Until a few weeks ago, the Brexiters might have united around the claim that the project was about recovering the buccaneering spirit of the first Elizabethan age by promoting free trade. By breaking free of the single market, Britain could strike its own deals with economic partners in fast growing regions of the world. The argument always badly underestimated the losses that would accrue from leaving the single market, but at least it seemed to have a certain internal logic.
This, however, was before the cabinet saw the terms of the agreement under negotiation with Australia. This is an important deal - the first that represents more than a roll-over of the terms Britain enjoyed as a member of the EU, an entry point into the Trans Pacific Partnership, and a likely template for agreements with bigger nations such as the US and Canada. It has come as a shock then for many in the cabinet to discover that free trade carries costs as well as benefits.

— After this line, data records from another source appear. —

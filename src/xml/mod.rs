//! Structured-tree XML substrate
//!
//! The codec never works against raw events: wire documents are parsed into
//! a small element tree ([`tree::Element`]) and encoded back from one. The
//! tree keeps qualified names as written; decoding matches on local names so
//! that foreign prefix choices do not break round-trips.

pub mod names;
pub mod tree;

pub use tree::Element;
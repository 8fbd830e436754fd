//! Round-trip coverage for every item variant
//!
//! Each variant is wrapped in an observation, encoded to bytes and decoded
//! again; the decoded result must match the original in every observable
//! field.

use cocop_meas::{
    Array, CategoryRange, CellValue, Column, ColumnType, CountRange, DataQuality, DataRecord,
    Item, Measurement, MeasurementRange, Observation, TimeInstant, TimeRange,
    TimeSeriesConstant, TimeSeriesFlexible,
};
use time::macros::datetime;
use time::Duration;

fn round_trip_result(item: Item) -> Item {
    let mut observation = Observation::new(item);
    observation
        .set_phenomenon_time(datetime!(2020-02-01 10:00 UTC))
        .unwrap();
    observation
        .set_result_time(datetime!(2020-02-01 10:00 UTC))
        .unwrap();
    let bytes = observation.to_xml_bytes().unwrap();
    Observation::from_xml_bytes(&bytes).unwrap().result().clone()
}

#[test]
fn boolean_round_trips() {
    for value in [true, false] {
        assert_eq!(round_trip_result(Item::Boolean(value)), Item::Boolean(value));
    }
}

#[test]
fn category_round_trips() {
    let item = Item::category("process/step4").unwrap();
    assert_eq!(round_trip_result(item.clone()), item);
    assert_eq!(
        round_trip_result(Item::empty_category()),
        Item::empty_category()
    );
}

#[test]
fn category_range_round_trips() {
    let item = Item::from(CategoryRange::new("startup", "shutdown").unwrap());
    assert_eq!(round_trip_result(item.clone()), item);
}

#[test]
fn count_round_trips() {
    let item = Item::Count(-7);
    assert_eq!(round_trip_result(item.clone()), item);
    let item = Item::from(CountRange::new(2, 5).unwrap());
    assert_eq!(round_trip_result(item.clone()), item);
}

#[test]
fn measurement_round_trips() {
    let decoded = round_trip_result(Item::from(Measurement::new("Cel", 22.4)));
    let Item::Measurement(m) = decoded else {
        panic!("expected a measurement, got {decoded:?}");
    };
    assert_eq!(m.unit, "Cel");
    assert!((m.value - 22.4).abs() < 1e-4);

    let item = Item::from(MeasurementRange::new("bar", 0.5, 1.5).unwrap());
    assert_eq!(round_trip_result(item.clone()), item);
}

#[test]
fn text_round_trips() {
    let item = Item::text("free text with spaces");
    assert_eq!(round_trip_result(item.clone()), item);
    assert_eq!(round_trip_result(Item::Text(None)), Item::Text(None));
}

#[test]
fn temporal_round_trips() {
    let instant = Item::from(TimeInstant::new(datetime!(2020-06-01 12:00:30 UTC)).unwrap());
    assert_eq!(round_trip_result(instant.clone()), instant);

    let range = Item::from(
        TimeRange::new(
            datetime!(2020-06-01 00:00 UTC),
            datetime!(2020-06-02 00:00 UTC),
        )
        .unwrap(),
    );
    assert_eq!(round_trip_result(range.clone()), range);
}

#[test]
fn data_record_round_trips() {
    let mut nested = DataRecord::new();
    nested
        .add("weight", Item::from(Measurement::new("kg", 12.0)))
        .unwrap();

    let mut record = DataRecord::new();
    record
        .add_with_quality(
            "temperature",
            Item::from(Measurement::new("Cel", 180.5)),
            DataQuality::bad_with_reason("sensor_warmup").unwrap(),
        )
        .unwrap();
    record.add("running", Item::Boolean(true)).unwrap();
    record.add("batch", Item::from(nested)).unwrap();

    let item = Item::from(record);
    assert_eq!(round_trip_result(item.clone()), item);
}

#[test]
fn empty_record_round_trips_invisible() {
    let decoded = round_trip_result(Item::from(DataRecord::new()));
    let Item::DataRecord(record) = decoded else {
        panic!("expected a data record, got {decoded:?}");
    };
    assert!(record.field_names().is_empty());
}

#[test]
fn array_round_trips() {
    let mut array = Array::new(vec![
        Column::new("sampled", ColumnType::Time).unwrap(),
        Column::new("thickness", ColumnType::Double)
            .unwrap()
            .with_unit("mm")
            .unwrap()
            .with_label("Sheet thickness"),
        Column::new("rejects", ColumnType::Long).unwrap(),
        Column::new("in_spec", ColumnType::Bool).unwrap(),
        Column::new("operator", ColumnType::Str).unwrap(),
    ]);
    array
        .add_row(vec![
            Some(CellValue::Time(datetime!(2020-05-01 06:00 UTC))),
            Some(CellValue::Double(1.204)),
            Some(CellValue::Long(0)),
            Some(CellValue::Bool(true)),
            Some(CellValue::from("night_shift")),
        ])
        .unwrap();
    array
        .add_row(vec![
            Some(CellValue::Time(datetime!(2020-05-01 07:00 UTC))),
            None,
            Some(CellValue::Long(3)),
            Some(CellValue::Bool(false)),
            None,
        ])
        .unwrap();

    let item = Item::from(array);
    assert_eq!(round_trip_result(item.clone()), item);
}

#[test]
fn time_series_constant_round_trips() {
    let mut series = TimeSeriesConstant::new(
        "t/h",
        datetime!(2020-03-01 00:00 UTC),
        Duration::minutes(15),
    )
    .unwrap()
    .with_description("feed rate");
    series.add(12.5);
    series.add_with_quality(0.0, DataQuality::bad_with_reason("belt_stop").unwrap());
    series.add(13.1);

    let item = Item::from(series);
    assert_eq!(round_trip_result(item.clone()), item);
}

#[test]
fn time_series_flexible_round_trips_exactly() {
    let mut series = TimeSeriesFlexible::new("kg");
    series.add(datetime!(2020-03-01 00:00 UTC), 1.0).unwrap();
    series
        .add_with_quality(
            datetime!(2020-03-01 00:20 UTC),
            2.0,
            DataQuality::bad(),
        )
        .unwrap();
    series.add(datetime!(2020-03-01 01:00 UTC), 3.0).unwrap();

    let decoded = round_trip_result(Item::from(series.clone()));
    let Item::TimeSeriesFlexible(decoded) = decoded else {
        panic!("expected a flexible time series");
    };
    assert_eq!(decoded.len(), 3);
    for index in 0..3 {
        assert_eq!(decoded.timestamp(index), series.timestamp(index));
        assert_eq!(decoded.value(index), series.value(index));
        assert_eq!(decoded.quality(index), series.quality(index));
    }
}
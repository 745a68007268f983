use anyhow::Context;
use async_trait::async_trait;
use serde_json::json;

use super::{LlmProvider, Message};

pub struct OllamaProvider {
    url: String,
    model: String,
    client: reqwest::Client,
}

impl OllamaProvider {
    pub fn new(url: String, model: String) -> Self {
        Self {
            url: url.trim_end_matches('/').to_string(),
            model,
            client: reqwest::Client::new(),
        }
    }
}

#[async_trait]
impl LlmProvider for OllamaProvider {
    async fn chat(&self, system_prompt: &str, messages: &[Message]) -> anyhow::Result<String> {
        let mut ollama_messages = vec![json!({
            "role": "system",
            "content": system_prompt,
        })];

        ollama_messages.extend(messages.iter().map(|msg| {
            json!({
                "role": msg.role,
                "content": msg.content,
            })
        }));

        let body = json!({
            "model": self.model,
            "messages": ollama_messages,
            "stream": false,
            "options": { "temperature": 0.7 },
        });

        let resp = self
            .client
            .post(format!("{}/api/chat", self.url))
            .json(&body)
            .send()
            .await
            .context("failed to call Ollama API")?
            .error_for_status()
            .context("Ollama API returned error")?;

        let data: serde_json::Value = resp
            .json()
            .await
            .context("failed to parse Ollama response")?;

        data["message"]["content"]
            .as_str()
            .map(|s| s.to_string())
            .ok_or_else(|| anyhow::anyhow!("missing content in Ollama response"))
    }
}
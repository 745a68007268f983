pub mod ai;
pub mod availability;
pub mod booking;
pub mod catalog;
pub mod conversation;
pub mod extraction;
pub mod pricing;
pub mod speech;
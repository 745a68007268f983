use std::sync::{Arc, Mutex, MutexGuard, PoisonError, RwLock};

use dashmap::DashMap;
use rusqlite::Connection;
use tokio::sync::{Mutex as TurnMutex, OwnedMutexGuard};

use crate::config::AppConfig;
use crate::services::ai::LlmProvider;
use crate::services::catalog::HotelCatalog;
use crate::services::extraction::BookingExtractor;
use crate::services::speech::SpeechProvider;

pub struct AppState {
    pub db: Arc<Mutex<Connection>>,
    pub config: AppConfig,
    pub llm: Box<dyn LlmProvider>,
    pub speech: Box<dyn SpeechProvider>,
    pub extractor: Box<dyn BookingExtractor>,
    pub catalog: RwLock<Arc<HotelCatalog>>,
    pub session_locks: SessionLocks,
}

/// One turn lock per session id that currently has work in flight.
///
/// An entry lives only while some task holds or awaits its lock; the last
/// guard to drop removes it.
#[derive(Debug, Default)]
pub struct SessionLocks {
    slots: DashMap<String, Slot>,
}

#[derive(Debug, Default)]
struct Slot {
    lock: Arc<TurnMutex<()>>,
    /// Guards holding or awaiting `lock`. Only changed under the shard lock.
    users: usize,
}

impl SessionLocks {
    pub async fn lock(&self, session_id: &str) -> SessionGuard<'_> {
        let lock = {
            let mut slot = self.slots.entry(session_id.to_string()).or_default();
            slot.users += 1;
            Arc::clone(&slot.lock)
        };
        // built before the await so an abandoned wait still releases its slot
        let mut turn = SessionGuard {
            slots: &self.slots,
            session_id: session_id.to_string(),
            guard: None,
        };
        turn.guard = Some(lock.lock_owned().await);
        turn
    }

    /// Sessions with a turn running or waiting.
    pub fn len(&self) -> usize {
        self.slots.len()
    }

    pub fn is_empty(&self) -> bool {
        self.slots.is_empty()
    }
}

pub struct SessionGuard<'a> {
    slots: &'a DashMap<String, Slot>,
    session_id: String,
    guard: Option<OwnedMutexGuard<()>>,
}

impl Drop for SessionGuard<'_> {
    fn drop(&mut self) {
        self.guard.take();
        self.slots.remove_if_mut(&self.session_id, |_, slot| {
            slot.users = slot.users.saturating_sub(1);
            slot.users == 0
        });
    }
}

impl AppState {
    pub fn db(&self) -> MutexGuard<'_, Connection> {
        self.db.lock().unwrap_or_else(PoisonError::into_inner)
    }

    /// Snapshot of the current catalog. Cheap; callers never see a
    /// half-reloaded catalog.
    pub fn catalog(&self) -> Arc<HotelCatalog> {
        let guard = self.catalog.read().unwrap_or_else(PoisonError::into_inner);
        Arc::clone(&guard)
    }

    pub fn replace_catalog(&self, catalog: HotelCatalog) {
        let mut guard = self.catalog.write().unwrap_or_else(PoisonError::into_inner);
        *guard = Arc::new(catalog);
    }

    /// Re-reads the catalog from its configured source.
    pub fn reload_catalog(&self) -> anyhow::Result<usize> {
        let catalog = HotelCatalog::load(self.config.hotels_path.as_deref())?;
        let count = catalog.len();
        self.replace_catalog(catalog);
        tracing::info!(hotels = count, "hotel catalog reloaded");
        Ok(count)
    }

    /// Serializes work on one session. Held for the whole of a turn.
    pub async fn lock_session(&self, session_id: &str) -> SessionGuard<'_> {
        self.session_locks.lock(session_id).await
    }
}
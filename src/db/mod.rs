pub mod migrations;
pub mod queries;

use anyhow::Context;
use rusqlite::Connection;

pub fn init_db(path: &str) -> anyhow::Result<Connection> {
    let conn = Connection::open(path).context("failed to open database")?;

    conn.execute_batch("PRAGMA journal_mode=WAL; PRAGMA foreign_keys=ON;")
        .context("failed to set database pragmas")?;

    migrations::run_migrations(&conn)?;

    Ok(conn)
}
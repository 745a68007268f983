pub mod bookings;
pub mod conversation;
pub mod health;
pub mod hotels;
pub mod voice;

use axum::http::{header, HeaderMap, StatusCode};
use axum::response::{IntoResponse, Response};
use axum::Json;
use serde::Serialize;

use crate::errors::AppError;
use crate::state::AppState;

#[derive(Serialize)]
struct Success<T> {
    success: bool,
    #[serde(flatten)]
    body: T,
}

/// `{success: true, ...body}`.
pub(crate) fn ok<T: Serialize>(body: T) -> Response {
    Json(Success { success: true, body }).into_response()
}

/// `{success: true, data}`.
pub(crate) fn data<T: Serialize>(status: StatusCode, value: T) -> Response {
    (status, Json(serde_json::json!({ "success": true, "data": value }))).into_response()
}

/// `{success: true, count, data}`.
pub(crate) fn list<T: Serialize>(items: Vec<T>) -> Response {
    Json(serde_json::json!({
        "success": true,
        "count": items.len(),
        "data": items,
    }))
    .into_response()
}

pub(crate) fn fail(state: &AppState, err: AppError) -> Response {
    err.into_response_with(state.config.diagnostics)
}

pub(crate) fn origin(headers: &HeaderMap) -> Option<&str> {
    headers.get(header::ORIGIN).and_then(|v| v.to_str().ok())
}

#[allow(clippy::result_large_err)]
pub(crate) fn check_auth(headers: &HeaderMap, expected_token: &str) -> Result<(), Response> {
    let token = headers
        .get(header::AUTHORIZATION)
        .and_then(|v| v.to_str().ok())
        .and_then(|v| v.strip_prefix("Bearer "))
        .unwrap_or("");

    if expected_token.is_empty() || token != expected_token {
        return Err((
            StatusCode::UNAUTHORIZED,
            Json(serde_json::json!({ "success": false, "message": "Unauthorized" })),
        )
            .into_response());
    }
    Ok(())
}
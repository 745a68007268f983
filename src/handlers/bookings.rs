use std::sync::Arc;

use axum::extract::{Path, Query, State};
use axum::http::StatusCode;
use axum::response::Response;
use axum::Json;
use chrono::NaiveDate;
use serde::Deserialize;

use crate::db::queries;
use crate::errors::AppError;
use crate::models::{Availability, BookingFilter, BookingUpdate, NewBooking};
use crate::services::{availability, booking, pricing};
use crate::state::AppState;

use super::{data, fail, list, ok};

// GET /api/bookings
pub async fn list_bookings(State(state): State<Arc<AppState>>, Query(filter): Query<BookingFilter>) -> Response {
    match queries::list_bookings(&state.db(), &filter) {
        Ok(bookings) => list(bookings),
        Err(e) => fail(&state, e.into()),
    }
}

#[derive(Debug, Default, Deserialize)]
#[serde(rename_all = "camelCase")]
pub struct StatsQuery {
    pub start_date: Option<NaiveDate>,
    pub end_date: Option<NaiveDate>,
}

// GET /api/bookings/stats
pub async fn stats(State(state): State<Arc<AppState>>, Query(query): Query<StatsQuery>) -> Response {
    let range = match (query.start_date, query.end_date) {
        (Some(start), Some(end)) => start
            .and_hms_opt(0, 0, 0)
            .zip(end.and_hms_opt(23, 59, 59))
            .map(|(start, end)| (start.and_utc(), end.and_utc())),
        _ => None,
    };

    match queries::get_booking_stats(&state.db(), range) {
        Ok(stats) => data(StatusCode::OK, stats),
        Err(e) => fail(&state, e.into()),
    }
}

#[derive(Debug, Default, Deserialize)]
#[serde(rename_all = "camelCase")]
pub struct AvailabilityQuery {
    pub check_in: Option<String>,
    pub check_out: Option<String>,
}

fn hotel_availability(state: &AppState, hotel_id: &str, query: AvailabilityQuery) -> Result<Availability, AppError> {
    let (Some(check_in), Some(check_out)) = (query.check_in, query.check_out) else {
        return Err(AppError::Validation(
            "Check-in and check-out dates are required".to_string(),
        ));
    };
    let check_in = pricing::parse_stay_date_or_invalid(&check_in, "check-in")?;
    let check_out = pricing::parse_stay_date_or_invalid(&check_out, "check-out")?;
    pricing::nights(check_in, check_out)?;

    let total_rooms = state
        .catalog()
        .get(hotel_id)
        .map(|h| h.total_rooms())
        .ok_or_else(|| AppError::NotFound("Hotel".to_string()))?;

    Ok(availability::check_availability(
        &state.db(),
        hotel_id,
        total_rooms,
        check_in,
        check_out,
    )?)
}

// GET /api/bookings/availability/:hotel_id
pub async fn check_availability(
    State(state): State<Arc<AppState>>,
    Path(hotel_id): Path<String>,
    Query(query): Query<AvailabilityQuery>,
) -> Response {
    match hotel_availability(&state, &hotel_id, query) {
        Ok(availability) => data(StatusCode::OK, availability),
        Err(e) => fail(&state, e),
    }
}

// GET /api/bookings/:id
pub async fn get_booking(State(state): State<Arc<AppState>>, Path(id): Path<String>) -> Response {
    match queries::get_booking_by_id(&state.db(), &id) {
        Ok(Some(booking)) => data(StatusCode::OK, booking),
        Ok(None) => fail(&state, AppError::NotFound("Booking".to_string())),
        Err(e) => fail(&state, e.into()),
    }
}

// POST /api/bookings
pub async fn create_booking(State(state): State<Arc<AppState>>, Json(body): Json<NewBooking>) -> Response {
    match booking::create_booking(&state, body) {
        Ok(booking) => data(StatusCode::CREATED, booking),
        Err(e) => fail(&state, e),
    }
}

// PUT /api/bookings/:id
pub async fn update_booking(
    State(state): State<Arc<AppState>>,
    Path(id): Path<String>,
    Json(update): Json<BookingUpdate>,
) -> Response {
    match queries::update_booking(&state.db(), &id, &update) {
        Ok(Some(booking)) => {
            tracing::info!(booking_id = %id, status = booking.status.as_str(), "booking updated");
            data(StatusCode::OK, booking)
        }
        Ok(None) => fail(&state, AppError::NotFound("Booking".to_string())),
        Err(e) => fail(&state, e.into()),
    }
}

// DELETE /api/bookings/:id
pub async fn delete_booking(State(state): State<Arc<AppState>>, Path(id): Path<String>) -> Response {
    match queries::delete_booking(&state.db(), &id) {
        Ok(true) => {
            tracing::info!(booking_id = %id, "booking deleted");
            ok(serde_json::json!({ "message": "Booking deleted successfully" }))
        }
        Ok(false) => fail(&state, AppError::NotFound("Booking".to_string())),
        Err(e) => fail(&state, e.into()),
    }
}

Australia, understandably, is seeking an eventual move to tariff and quota-free access for its agricultural products. British farmers are protesting that this will wipe out farmers in higher cost domestic beef and lamb production. Hill farmers in Scotland would be particularly affected, handing more ammunition to the Scottish National Party's independence campaign. Several of Johnson's colleagues, including the afore-mentioned Gove, have understandably got cold feet. No-one, it seems, told them that free trade throws up losers.
The prime minister insists he will press ahead, albeit softening the blow with a long transition period before tariffs are removed. But the problem will not go away. The US and Canada farm sectors represent a much bigger threat. Sure, consumers would benefit but the protests of the farmers will drown out any applause from supermarket shoppers.
All this, of course, was at once predictable and predicted. The Brexiteers - in essence English nationalists - were not interested. And now, like Frost, they will blame the EU. At some point, the shared economic, political and security interests that tie Britain to its neighbours will reassert themselves. But not with Johnson's administration.